Une première observation, c’est que la fidélité des Gazéens au protectorat égyptien se comprend avant la bataille de Panion ; après une victoire aussi décisive des Syriens, elle eût été un dévouement désespéré et sans objet. Aussi me semble-t-il superflu de discuter cette question préalable. Le siège de Gaza est antérieur à la bataille de l’anion. Peut-on préciser les dates respectives de ces deux faits marquants ? Prenons, pour fixer les idées, un système cohérent, celui de NIESE (Gesell. d. Gr. St., II [1899], pp. 578-579). Il pose en principe (d’après Josèphe, A. J., XII, 135-137) que le succès de Scopas en Palestine et sa défaite à Panion étaient racontés par Polybe dans son XVI, livre, et (cette fois, arbitrairement) que ce XVI, livre comprenait l’histoire des années de 01. 144, 3-4 (202/1 à 201/0 a. C.). Le siège est mis devant Gaza en 201 et se prolonge pendant que Scopas fait une diversion en Palestine et est finalement battu à Panion, durant l’été de 200, par Antiochos. Le vainqueur achève en deux ans la soumission de la Cœlé-Syrie et se réconcilie avec Ptolémée, par les fiançailles de Cléopâtre, en 198. Ce système se heurte à des objections dont j’ai déjà formulé une partie ailleurs (Hist. des Lagides, I, p. 361, 1). Dans l’été de fan 200, Antiochos était en Asie Mineure et Scopas recrutait des mercenaires en Étolie (Tite-Live, XXXI, 43) : en 199, Scopas, profitant du moment où Antiochos est aux prises avec Attale, envahit la Palestine et la Cœlé-Syrie. Si rapidement que fût accouru Antiochos, c’est au plus tôt en 198 que s’est livrée la bataille de Panion, laquelle emporta du coup — et non pas en deux ans — la soumission de toutes les villes de la Cœlé-Syrie, comme le dit Tite-Live (XXXIII, 19, 8). Niese n’aurait pas récusé Eusèbe (Chron., II, p. 124 Sch.), qui donne pour la bataille de Panion la date Ol. 144, 3 ou 4 (et non 145, 3 ou 4), s’il l’avait bien lu.

BENZINGER (R.-E., VII, art. Gaza) met bien la défaite de Scopas en 198, mais la résistance désespérée des Gazéens à la suite.

 

[note 8] — Je ne reviendrais pas sur cette question fastidieuse, discutée dans l’Histoire des Lagides (I, pp. 383-387), si je croyais pouvoir supprimer ici un débat qui intéresse au moins autant l’histoire des Séleucides. Comme j’ai écarté assez rapidement, à l’époque, la thèse de M. HOLLEAUX (Sur un passage de Flavius Josèphe, dans la Rev. des Ét. Juives, XXXIX [1899], pp. 171-176), l’approbation qu’elle a rencontrée de la part de savants comme S. et Th. REINACH (C. R. de l’Acad. d. Inscr., 1900, p. 409. Josèphe, trad. fr., [1904], p. 81, 2) m’oblige à l’examiner de plus près.
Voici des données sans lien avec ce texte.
//! # dmo CLI entry point
//!
//! Parses command-line arguments and dispatches to subcommand handlers.

use std::process::ExitCode;

use clap::{Parser, Subcommand};
use tracing_subscriber::EnvFilter;

use dmo_cli::assess::{run_assess, AssessArgs};
use dmo_cli::catalog::{run_datasets, run_levels, run_taxonomy, ListArgs};
use dmo_cli::suggest::{run_suggest, SuggestArgs};

/// DMO data classification toolkit.
///
/// Lists the impact taxonomy and classification levels, suggests a tier
/// for a dataset description, and produces classification reports from
/// answers files.
#[derive(Parser, Debug)]
#[command(name = "dmo", version, about, long_about = None)]
struct Cli {
    /// Enable verbose output. Repeat for more verbosity (-v, -vv, -vvv).
    #[arg(short, long, action = clap::ArgAction::Count, global = true)]
    verbose: u8,

    #[command(subcommand)]
    command: Commands,
}

#[derive(Subcommand, Debug)]
enum Commands {
    /// Print the impact questionnaire.
    Taxonomy(ListArgs),

    /// Print classification levels with their required controls.
    Levels(ListArgs),

    /// List the built-in example datasets.
    Datasets(ListArgs),

    /// Suggest a tier for a dataset description (advisory only).
    Suggest(SuggestArgs),

    /// Run an answers file through an assessment and print the report.
    Assess(AssessArgs),
}

fn main() -> ExitCode {
    let cli = Cli::parse();

    // Initialize tracing based on verbosity level. Logs go to stderr so
    // JSON output on stdout stays parseable.
    let filter = match cli.verbose {
        0 => EnvFilter::new("warn"),
        1 => EnvFilter::new("info"),
        2 => EnvFilter::new("debug"),
        _ => EnvFilter::new("trace"),
    };

    tracing_subscriber::fmt()
        .with_env_filter(filter)
        .with_target(false)
        .with_writer(std::io::stderr)
        .init();

    let result = match cli.command {
        Commands::Taxonomy(args) => run_taxonomy(&args),
        Commands::Levels(args) => run_levels(&args),
        Commands::Datasets(args) => run_datasets(&args),
        Commands::Suggest(args) => run_suggest(&args),
        Commands::Assess(args) => run_assess(&args),
    };

    match result {
        Ok(code) => ExitCode::from(code),
        Err(e) => {
            tracing::error!("{e:#}");
            ExitCode::from(1)
        }
    }
}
Il est avéré que, perdue par Antiochos Ier, reconquise par Antiochos Ill, la Cœlé-Syrie a été, dans l’intervalle, au pouvoir des Lagides. Il est non moins certain que ceux-ci ne l’ont pas récupérée par la suite ; que, par conséquent, après comme avant la convention constituant en dot à Cléopâtre la Cœlé-Syrie, Samarie, la Judée, la Phénicie (Joseph., XII, 4, 1, § 154), ces régions sont restées sous le joug des Séleucides (Polybe, XXVIII, 1, 2-3). D’où l’on a conclu, depuis Droysen et Flathe jusqu’à nos jours, ou bien que la cession du territoire — soit définitive, soit à temps, avec retour à la mort de Cléopâtre (?) — avait été stipulée (Polybe, XXVIII, 17, 9 Dindorf. Appien, Syr., 4. Hieron., in Dan., II, 16), mais non exécutée ; ou bien qu’il s’agissait du revenu des dites provinces. Or Josèphe, après avoir affirmé la cession de ces territoires, convenue entre Ptolémée et Antiochos, ajoute que les deux rois se partageaient le produit des impôts (§ 155). A ce propos, il raconte l’histoire du Tobiade Joseph se faisant adjuger à Alexandrie la ferme des impôts de la région et garantissant aux souverains — Ptolémée et Cléopâtre — le versement de chacune de (leurs ?) deux parts (§§ 177-178). Il n’est fait aucune mention d’un co-partageant Séleucide. Holleaux en conclut qu’ici, et plus haut les άμφότεροι οί βασιλεΐς du § 154, sont non pas, comme on l’a toujours cru, Ptolémée et Antiochos, mais Ptolémée et son épouse Cléopâtre : d’où il suit que l’opinion que les revenus de la Koilé-Syrie furent attribués mi-partie an royaume d’Égypte, mi-partie au royaume d’Asie, doit être abandonnée (op. cit., p. 175).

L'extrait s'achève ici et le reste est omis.